● TASK TO CARRY OUT
Your answer must consist of every line from the data below that includes the word "required".
==== DATA PROVIDED ====
use super::{PackageManager, ProjectManifest};
use crate::config::ProjectLayout;
use crate::deps::DependencySet;
use crate::fs::FileSystem;
use crate::process::{CommandRunner, Invocation, OutputMode};
use owo_colors::OwoColorize;

/// 依存パッケージ調整の結果
///
/// いずれもパイプラインを止めない。
#[derive(Debug)]
pub enum ReconcileOutcome {
    /// package.json がない（警告のみ）
    ManifestMissing,
    /// package.json が読めない（警告のみ）
    ManifestUnreadable(String),
    /// 不足なし
    UpToDate,
    /// インストール成功
    Installed {
        manager: PackageManager,
        packages: Vec<String>,
    },
    /// インストール失敗（手動インストールを案内する）
    InstallFailed {
        manager: PackageManager,
        packages: Vec<String>,
        error: String,
    },
}

/// 必要な依存パッケージと package.json を突き合わせ、不足分をインストールする
pub struct ManifestReconciler<'a> {
    fs: &'a dyn FileSystem,
    runner: &'a dyn CommandRunner,
    layout: &'a ProjectLayout,
}

impl<'a> ManifestReconciler<'a> {
    pub fn new(
        fs: &'a dyn FileSystem,
        runner: &'a dyn CommandRunner,
        layout: &'a ProjectLayout,
    ) -> Self {
        Self { fs, runner, layout }
    }

    pub fn reconcile(&self, required: &DependencySet) -> ReconcileOutcome {
        let manifest_path = self.layout.manifest_path();

        let manifest = match ProjectManifest::load(self.fs, &manifest_path) {
            Ok(Some(manifest)) => manifest,
            Ok(None) => return ReconcileOutcome::ManifestMissing,
            Err(e) => {
                tracing::warn!(error = %e, "could not read manifest");
                return ReconcileOutcome::ManifestUnreadable(e.to_string());
            }
        };

        let missing = manifest.missing(required);
        if missing.is_empty() {
            return ReconcileOutcome::UpToDate;
        }

        let manager = PackageManager::detect(self.fs, self.layout);
        tracing::debug!(%manager, ?missing, "installing missing dependencies");

        println!(
            "📦 Installing missing dependencies: {}",
            missing.join(", ").cyan()
        );

        let invocation = Invocation::new(manager.program(), self.layout.root())
            .arg(manager.install_subcommand())
            .args(missing.iter().cloned())
            .output(OutputMode::Inherit);

        match self.runner.run(&invocation) {
            Ok(()) => ReconcileOutcome::Installed {
                manager,
                packages: missing,
            },
            Err(e) => ReconcileOutcome::InstallFailed {
                manager,
                packages: missing,
                error: e.to_string(),
            },
        }
    }
}
//! テスト用インメモリレジストリ

use super::*;
use crate::config::RegistryConfig;
use crate::error::DevcnError;
use std::collections::HashMap;

/// 名前→記述子のマップを返すレジストリ。未登録の名前は 404 扱い。
pub struct MockRegistry {
    config: RegistryConfig,
    components: HashMap<String, ComponentDescriptor>,
    index: Option<RegistryIndex>,
}

impl MockRegistry {
    pub fn new() -> Self {
        Self {
            config: RegistryConfig::new("https://registry.test/").unwrap(),
            components: HashMap::new(),
            index: None,
        }
    }

    pub fn with_component(mut self, name: &str, descriptor: ComponentDescriptor) -> Self {
        self.components.insert(name.to_string(), descriptor);
        self
    }

    pub fn with_index(mut self, index: RegistryIndex) -> Self {
        self.index = Some(index);
        self
    }
}

impl RegistrySource for MockRegistry {
    fn component_url(&self, name: &str) -> Result<Url> {
        self.config.component_url(name)
    }

    fn fetch_component<'a>(
        &'a self,
        name: &'a str,
    ) -> Pin<Box<dyn Future<Output = Result<ComponentDescriptor>> + Send + 'a>> {
        Box::pin(async move {
            self.components
                .get(name)
                .cloned()
                .ok_or_else(|| DevcnError::RegistryFetch {
                    url: self.config.component_url(name).map(|u| u.to_string()).unwrap_or_default(),
                    status: 404,
                })
        })
    }

    fn fetch_index(&self) -> Pin<Box<dyn Future<Output = Result<RegistryIndex>> + Send + '_>> {
        Box::pin(async move {
            self.index.clone().ok_or_else(|| DevcnError::RegistryFetch {
                url: "https://registry.test/registry.json".to_string(),
                status: 503,
            })
        })
    }
}

/// 1ファイルだけの記述子を作る
pub fn single_file_descriptor(path: &str, content: &str) -> ComponentDescriptor {
    ComponentDescriptor {
        name: None,
        kind: None,
        files: vec![FileEntry {
            path: path.to_string(),
            content: content.to_string(),
            kind: "registry:ui".to_string(),
        }],
    }
}
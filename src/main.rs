mod cli;
mod commands;
mod config;
mod deps;
mod env;
mod error;
mod fs;
mod http;
mod install;
mod manifest;
mod output;
mod primitives;
mod process;
mod registry;
mod rewrite;
mod scaffold;
mod serde_ext;

use clap::error::ErrorKind;
use clap::Parser;
use tracing_subscriber::EnvFilter;

#[tokio::main]
async fn main() {
    let cli = match cli::Cli::try_parse() {
        Ok(cli) => cli,
        Err(err) => match err.kind() {
            ErrorKind::DisplayHelp | ErrorKind::DisplayVersion => {
                let _ = err.print();
                return;
            }
            _ => {
                let _ = err.print();
                cli::print_usage();
                std::process::exit(1);
            }
        },
    };

    if cli.version {
        println!("{}", cli::version());
        return;
    }

    let Some(command) = cli.command else {
        cli::print_usage();
        std::process::exit(1);
    };

    init_tracing(cli.verbose);

    if let Err(err) = commands::dispatch(command, cli.verbose).await {
        eprintln!("{err}");
        std::process::exit(1);
    }
}

/// RUST_LOG を優先し、無ければ --verbose で debug、既定は warn
fn init_tracing(verbose: bool) {
    let default_level = if verbose { "debug" } else { "warn" };
    let filter = EnvFilter::try_from_default_env().unwrap_or_else(|_| EnvFilter::new(default_level));

    tracing_subscriber::fmt()
        .with_env_filter(filter)
        .with_target(false)
        .with_writer(std::io::stderr)
        .init();
}
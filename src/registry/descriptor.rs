use crate::serde_ext::null_as_default;
use serde::{Deserialize, Serialize};

/// `r/<name>.json` のスキーマ（未知のフィールドは無視）
#[derive(Debug, Clone, Default, PartialEq, Serialize, Deserialize)]
pub struct ComponentDescriptor {
    #[serde(default)]
    pub name: Option<String>,
    #[serde(default, rename = "type")]
    pub kind: Option<String>,
    #[serde(default, deserialize_with = "null_as_default")]
    pub files: Vec<FileEntry>,
}

impl ComponentDescriptor {
    /// 全ファイルの内容を順に返す
    pub fn contents(&self) -> impl Iterator<Item = &str> {
        self.files.iter().map(|f| f.content.as_str())
    }
}

/// 記述子に含まれる1ファイル
#[derive(Debug, Clone, Default, PartialEq, Serialize, Deserialize)]
pub struct FileEntry {
    #[serde(default, deserialize_with = "null_as_default")]
    pub path: String,
    #[serde(default, deserialize_with = "null_as_default")]
    pub content: String,
    /// 情報用のみ
    #[serde(default, rename = "type", deserialize_with = "null_as_default")]
    pub kind: String,
}

/// `registry.json` のスキーマ
///
/// `items` が無い（または配列でない）本文は不正な一覧としてパースエラーにする。
#[derive(Debug, Clone, Default, PartialEq, Serialize, Deserialize)]
pub struct RegistryIndex {
    pub items: Vec<RegistryItem>,
}

/// レジストリ一覧の1エントリ
#[derive(Debug, Clone, PartialEq, Serialize, Deserialize)]
pub struct RegistryItem {
    pub name: String,
    #[serde(default)]
    pub description: Option<String>,
}

impl RegistryItem {
    pub fn new(name: &str, description: &str) -> Self {
        Self {
            name: name.to_string(),
            description: Some(description.to_string()),
        }
    }

    /// AI コンポーネント（`ai-` 接頭辞）かどうか
    pub fn is_ai(&self) -> bool {
        self.name.starts_with("ai-")
    }
}
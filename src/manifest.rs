//! 利用側プロジェクトの package.json と依存パッケージの調整

mod package_manager;
mod reconcile;

pub use package_manager::PackageManager;
pub use reconcile::{ManifestReconciler, ReconcileOutcome};

use crate::error::{DevcnError, Result};
use crate::fs::FileSystem;
use crate::serde_ext::null_as_default;
use serde::Deserialize;
use std::collections::BTreeMap;
use std::path::Path;

/// package.json のうち依存宣言の部分
///
/// パイプラインはこの値を書き換えない。更新はパッケージマネージャに任せる。
/// 各マップが `null` の場合は空として扱う。
#[derive(Debug, Clone, Default, PartialEq, Deserialize)]
#[serde(rename_all = "camelCase")]
pub struct ProjectManifest {
    #[serde(default, deserialize_with = "null_as_default")]
    pub dependencies: BTreeMap<String, serde_json::Value>,
    #[serde(default, deserialize_with = "null_as_default")]
    pub dev_dependencies: BTreeMap<String, serde_json::Value>,
    #[serde(default, deserialize_with = "null_as_default")]
    pub peer_dependencies: BTreeMap<String, serde_json::Value>,
}

impl ProjectManifest {
    /// ディスクから読み込む（ファイルがなければ None）
    pub fn load(fs: &dyn FileSystem, path: &Path) -> Result<Option<Self>> {
        if !fs.exists(path) {
            return Ok(None);
        }

        let content = fs.read_to_string(path)?;
        let manifest = serde_json::from_str(&content).map_err(|source| {
            DevcnError::ManifestParse {
                path: path.to_path_buf(),
                source,
            }
        })?;

        Ok(Some(manifest))
    }

    /// runtime / dev / peer のいずれかで宣言済みか
    pub fn declares(&self, package: &str) -> bool {
        self.dependencies.contains_key(package)
            || self.dev_dependencies.contains_key(package)
            || self.peer_dependencies.contains_key(package)
    }

    /// 未宣言のパッケージを入力順のまま返す
    pub fn missing<'a, I>(&self, required: I) -> Vec<String>
    where
        I: IntoIterator<Item = &'a String>,
    {
        required
            .into_iter()
            .filter(|package| !self.declares(package))
            .cloned()
            .collect()
    }
}

#[cfg(test)]
#[path = "manifest_test.rs"]
mod tests;
//! ファイルシステム抽象化
//!
//! パイプライン全体で使用するファイルシステム操作の抽象化レイヤー。
//! テスト時に MockFs を注入してファイル操作をモック化できる。

use crate::error::Result;
use std::path::{Path, PathBuf};
use walkdir::WalkDir;

/// ファイルシステム操作を抽象化するトレイト
///
/// 本番コードでは RealFs を使用する。
pub trait FileSystem: Send + Sync {
    /// パスが存在するか（シンボリックリンク追従）
    fn exists(&self, path: &Path) -> bool;

    /// ディレクトリかどうか（シンボリックリンク追従）
    fn is_dir(&self, path: &Path) -> bool;

    /// ファイル内容を読み込み
    fn read_to_string(&self, path: &Path) -> Result<String>;

    /// ファイルに書き込み
    ///
    /// - 親ディレクトリは自動作成
    /// - 既存ファイルは上書き
    fn write(&self, path: &Path, content: &[u8]) -> Result<()>;

    /// ディレクトリ配下の通常ファイルを再帰的に列挙
    ///
    /// - 順序はパス昇順
    /// - 読めないエントリは無視
    /// - ディレクトリが存在しなければ空
    fn walk_files(&self, dir: &Path) -> Vec<PathBuf>;
}

/// 本番用ファイルシステム実装
pub struct RealFs;

impl FileSystem for RealFs {
    fn exists(&self, path: &Path) -> bool {
        path.exists()
    }

    fn is_dir(&self, path: &Path) -> bool {
        path.is_dir()
    }

    fn read_to_string(&self, path: &Path) -> Result<String> {
        Ok(std::fs::read_to_string(path)?)
    }

    fn write(&self, path: &Path, content: &[u8]) -> Result<()> {
        if let Some(parent) = path.parent() {
            std::fs::create_dir_all(parent)?;
        }
        std::fs::write(path, content)?;
        Ok(())
    }

    fn walk_files(&self, dir: &Path) -> Vec<PathBuf> {
        WalkDir::new(dir)
            .follow_links(true)
            .sort_by_file_name()
            .into_iter()
            .filter_map(|entry| entry.ok())
            .filter(|entry| entry.file_type().is_file())
            .map(|entry| entry.into_path())
            .collect()
    }
}

#[cfg(test)]
pub mod mock;

#[cfg(test)]
#[path = "fs_test.rs"]
mod tests;
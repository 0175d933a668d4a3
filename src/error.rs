pub mod code;
pub mod formatter;

pub use code::ErrorCode;
pub use formatter::ErrorFormatter;

use std::path::PathBuf;
use thiserror::Error;

/// devcn-ui 統一エラー型
#[derive(Debug, Error)]
pub enum DevcnError {
    #[error("Network error: {0}")]
    Network(#[from] reqwest::Error),

    #[error("Failed to fetch {url} (status: {status})")]
    RegistryFetch { url: String, status: u16 },

    #[error("Failed to parse JSON response from {url}: {source}")]
    RegistryParse {
        url: String,
        #[source]
        source: serde_json::Error,
    },

    #[error("Invalid registry URL: {0}")]
    InvalidRegistryUrl(String),

    #[error("Failed to parse {}: {source}", path.display())]
    ManifestParse {
        path: PathBuf,
        #[source]
        source: serde_json::Error,
    },

    #[error("Command `{command}` exited with {status}")]
    CommandFailed { command: String, status: String },

    #[error("Failed to run `{command}`: {source}")]
    CommandSpawn {
        command: String,
        #[source]
        source: std::io::Error,
    },

    #[error("Failed to scaffold {component}: {source}")]
    Scaffold {
        component: String,
        #[source]
        source: Box<DevcnError>,
    },

    #[error("IO error: {0}")]
    Io(#[from] std::io::Error),

    #[error("JSON error: {0}")]
    Json(#[from] serde_json::Error),
}

pub type Result<T> = std::result::Result<T, DevcnError>;

impl DevcnError {
    /// 表示用のエラーコード
    pub fn code(&self) -> ErrorCode {
        match self {
            DevcnError::Network(_) => ErrorCode::Net001,
            DevcnError::RegistryFetch { .. } => ErrorCode::Reg001,
            DevcnError::RegistryParse { .. } => ErrorCode::Reg002,
            DevcnError::InvalidRegistryUrl(_) => ErrorCode::Reg003,
            DevcnError::ManifestParse { .. } => ErrorCode::Man001,
            DevcnError::CommandFailed { .. } => ErrorCode::Cmd001,
            DevcnError::CommandSpawn { .. } => ErrorCode::Cmd002,
            DevcnError::Scaffold { .. } => ErrorCode::Scf001,
            DevcnError::Io(_) => ErrorCode::Io001,
            DevcnError::Json(_) => ErrorCode::Int001,
        }
    }

    /// レジストリから取得できなかったエラーかどうか
    pub fn is_registry_unavailable(&self) -> bool {
        matches!(
            self,
            DevcnError::Network(_)
                | DevcnError::RegistryFetch { .. }
                | DevcnError::RegistryParse { .. }
        )
    }
}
====
● REPLY
    pub fn reconcile(&self, required: &DependencySet) -> ReconcileOutcome {
        let missing = manifest.missing(required);
    pub fn missing<'a, I>(&self, required: I) -> Vec<String>
        required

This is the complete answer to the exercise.